Where Marquise Sits in 2026 — and Why Well-Cut Goods Command a Premium
The marquise revival is real and dramatic, driven by elongated shapes, vintage aesthetics, celebrity stones, and social media bringing the navette to a generation that never considered it. Here’s what buyers need to understand: marquise is right now the most expensive fancy shape — not because fancies have overtaken round, but because cutting one well is genuinely hard. It wastes significant rough, and clean symmetry across two points with a controlled bow-tie demands real craftsmanship. Demand surged while well-cut supply stayed tight. A well-cut marquise faces up 15-20% larger than a round of the same weight. Average commercial-cut goods still trade below round per carat — it’s the well-cut, two-carat-plus stones the trend wants that command real premiums.
What GIA’s Report Covers — and the 2027 Cut Grade
GIA issues no cut grade for marquise today — polish, symmetry, measurements, and depth only. Marquise is in the first wave of incoming cut grades, alongside oval and pear, from 2027 — meaningful progress for the hardest elongated brilliant to cut. It won’t replace the eye reading bow-tie character, point symmetry, wing curvature, and ratio. Physical evaluation remains the only reliable assessment through 2026 and beyond.
What Actually Matters When You’re Buying a Marquise
The bow-tie — on this long a shape, it can be pronounced; dynamic and shifting, or static and a fixed dark bar.

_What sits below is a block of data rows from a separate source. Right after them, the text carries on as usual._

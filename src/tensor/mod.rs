//! Tensor types
//!
//! This module provides the `Tensor` type, an n-dimensional view over
//! reference-counted memory that lives either on the host or on a parallel
//! device. Tensors are the operands that iterator descriptors are built from.

mod core;
mod layout;
mod storage;

pub use core::Tensor;
pub use layout::{Layout, Shape, Strides, broadcast_shapes, checked_elem_count};
pub use storage::{Residency, Storage};
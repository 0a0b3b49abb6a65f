//! General strided kernel

use super::function::ElementOp;
use super::invoke::Invoker;
use super::offset::{OffsetCalculator, Offsets};
use crate::iter::DataPtr;
use crate::runtime::{LaunchConfig, Stream, THREAD_WORK_SIZE, ThreadIdx};
use smallvec::SmallVec;

/// How the strided kernel turns a linear index into operand offsets
#[derive(Clone, Debug)]
pub(crate) enum Addressing {
    /// One dimension: offset is `index * stride` per operand
    Collapsed(SmallVec<[isize; 4]>),
    /// Any rank, through the offset calculator
    Nd(OffsetCalculator),
}

impl Addressing {
    #[inline]
    fn offsets(&self, index: usize) -> Offsets {
        match self {
            Self::Collapsed(strides) => strides.iter().map(|&s| index as isize * s).collect(),
            Self::Nd(calc) => calc.offsets(index),
        }
    }

    fn kernel_name(&self) -> &'static str {
        match self {
            Self::Collapsed(_) => "elementwise_strided_1d",
            Self::Nd(_) => "elementwise_strided_nd",
        }
    }
}

/// Enqueue the universal fallback.
///
/// Each unit handles `THREAD_WORK_SIZE` elements spaced one block apart:
/// unit `t` of block `b` visits `b * block_dim * THREAD_WORK_SIZE + t`, then
/// steps by `block_dim`. Elements at or past `numel` are skipped.
pub(crate) fn launch_strided<Op: ElementOp, V: Invoker>(
    stream: &Stream,
    op: Op,
    invoker: V,
    operands: SmallVec<[DataPtr; 4]>,
    addressing: Addressing,
    numel: usize,
) {
    let config = LaunchConfig::for_elements(numel, THREAD_WORK_SIZE);
    let name = addressing.kernel_name();

    stream.launch(name, config, move |t: ThreadIdx| {
        let bases: SmallVec<[*mut u8; 4]> = operands.iter().map(DataPtr::as_ptr).collect();
        let step = t.block_dim as usize;
        let mut index = t.block as usize * step * THREAD_WORK_SIZE as usize + t.thread as usize;

        for _ in 0..THREAD_WORK_SIZE {
            if index < numel {
                let offsets = addressing.offsets(index);
                let out = bases[0].wrapping_offset(offsets[0]);
                let inputs: SmallVec<[*const u8; 4]> = bases[1..]
                    .iter()
                    .zip(&offsets[1..])
                    .map(|(&base, &off)| base.wrapping_offset(off) as *const u8)
                    .collect();
                // SAFETY: the iterator's strides keep every offset in bounds
                unsafe { invoker.invoke(&op, out, &inputs, index as i64) };
            }
            index += step;
        }
    });
}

Symmetry across the two points — both must sit precisely on the long axis with mirrored halves; any pull off-axis is impossible to correct at setting. The wings — should curve gently and evenly; bulging or caved wings signal a weight-retention cut. The points — sharp, centred, and protected with V-prongs or bezels, since most damage happens at setting. Length-to-width ratio — roughly 1.75 to 2.25, with 2.00 the sweet spot. Depth and weight retention — the most common way a marquise looks like value on paper and isn’t in the hand.
Certified Single Stones
For solitaires and centrepieces, we supply GIA-certified natural marquises across sizes, colours, clarities, and ratios — evaluated in hand and sourced to the ratio the brief calls for.
Loose Parcels and Calibrated Layouts
| Category | Range We Supply |
| Sieve goods | -7, +7, and +11/+14 sizes |
| Pointers | 18 to 99 points (0.18–0.99 ct) |
| One carat and up | Certified and non-certified loose parcels |
| Clarity | FL to I1 |
| Colour | D to Z |
The marquise is a workhorse of multi-stone design — navette accents and the classic wreath-style clusters built on marquise and pear goods run on consistency, not certificates.
Matched Pairs and Clusters
Among the most demanding matching jobs in the trade — bow-tie character, point symmetry and centring, wing curvature, ratio, colour temperature, and fluorescence all compounding across two stones at once. The same applies to marquise-and-pear clusters, where every stone in the layout has to agree, not just on paper. We match every pair and cluster in person before confirming.
Shades and Fancy Colours
TTLB and other light-brown shade goods often face up white, especially in yellow gold — though the points show colour more than the body, so reading which shade goods face up clean is a judgement call. We also supply natural fancy-colour marquises, where the long, dramatic outline shows colour beautifully as a centre or bold cluster accent.
Pricing
Pricing is unusually two-sided: average commercial-cut goods trade below round per carat, while well-cut larger stones — two-carat-plus, clean symmetry, controlled bow-tie — are the priciest in the fancy category. We price against current market conditions and tell you plainly when a low number is a warning about the cut, not a deal.
FAQ
Why is marquise the most expensive fancy shape right now?
Strong revival demand meeting tight supply of well-cut goods. Cutting one well wastes significant rough and demands precise two-point symmetry, so well-cut stones at two carats and up are scarce and priced from strength.
Does GIA grade marquise cut?
Not yet — confirmed coming alongside oval and pear from 2027. Bow-tie, point symmetry, and wing curvature still need reading in hand.
What ratio is best for a marquise?
Roughly 1.75 to 2.25, with 2.00 the sweet spot. Lower reads stubbier; higher reads dramatic but raises the cutting bar.
What sizes do you supply?
The full range — sieve goods through melee, pointers 0.18 to 0.99ct, and certified or non-certified parcels at a carat and up across FL-I1 and D-Z.
Do you supply shade goods and fancy-colour marquises?
Yes — light-brown shade goods that often face up white, and natural fancy-colour marquises that show colour particularly well in the elongated outline.
Do you supply matched pairs and clusters?
Yes — single stones, matched pairs, navette goods for marquise-and-pear clusters, and graduated suites, all matched in hand on bow-tie, symmetry, wings, colour, and fluorescence before confirmation.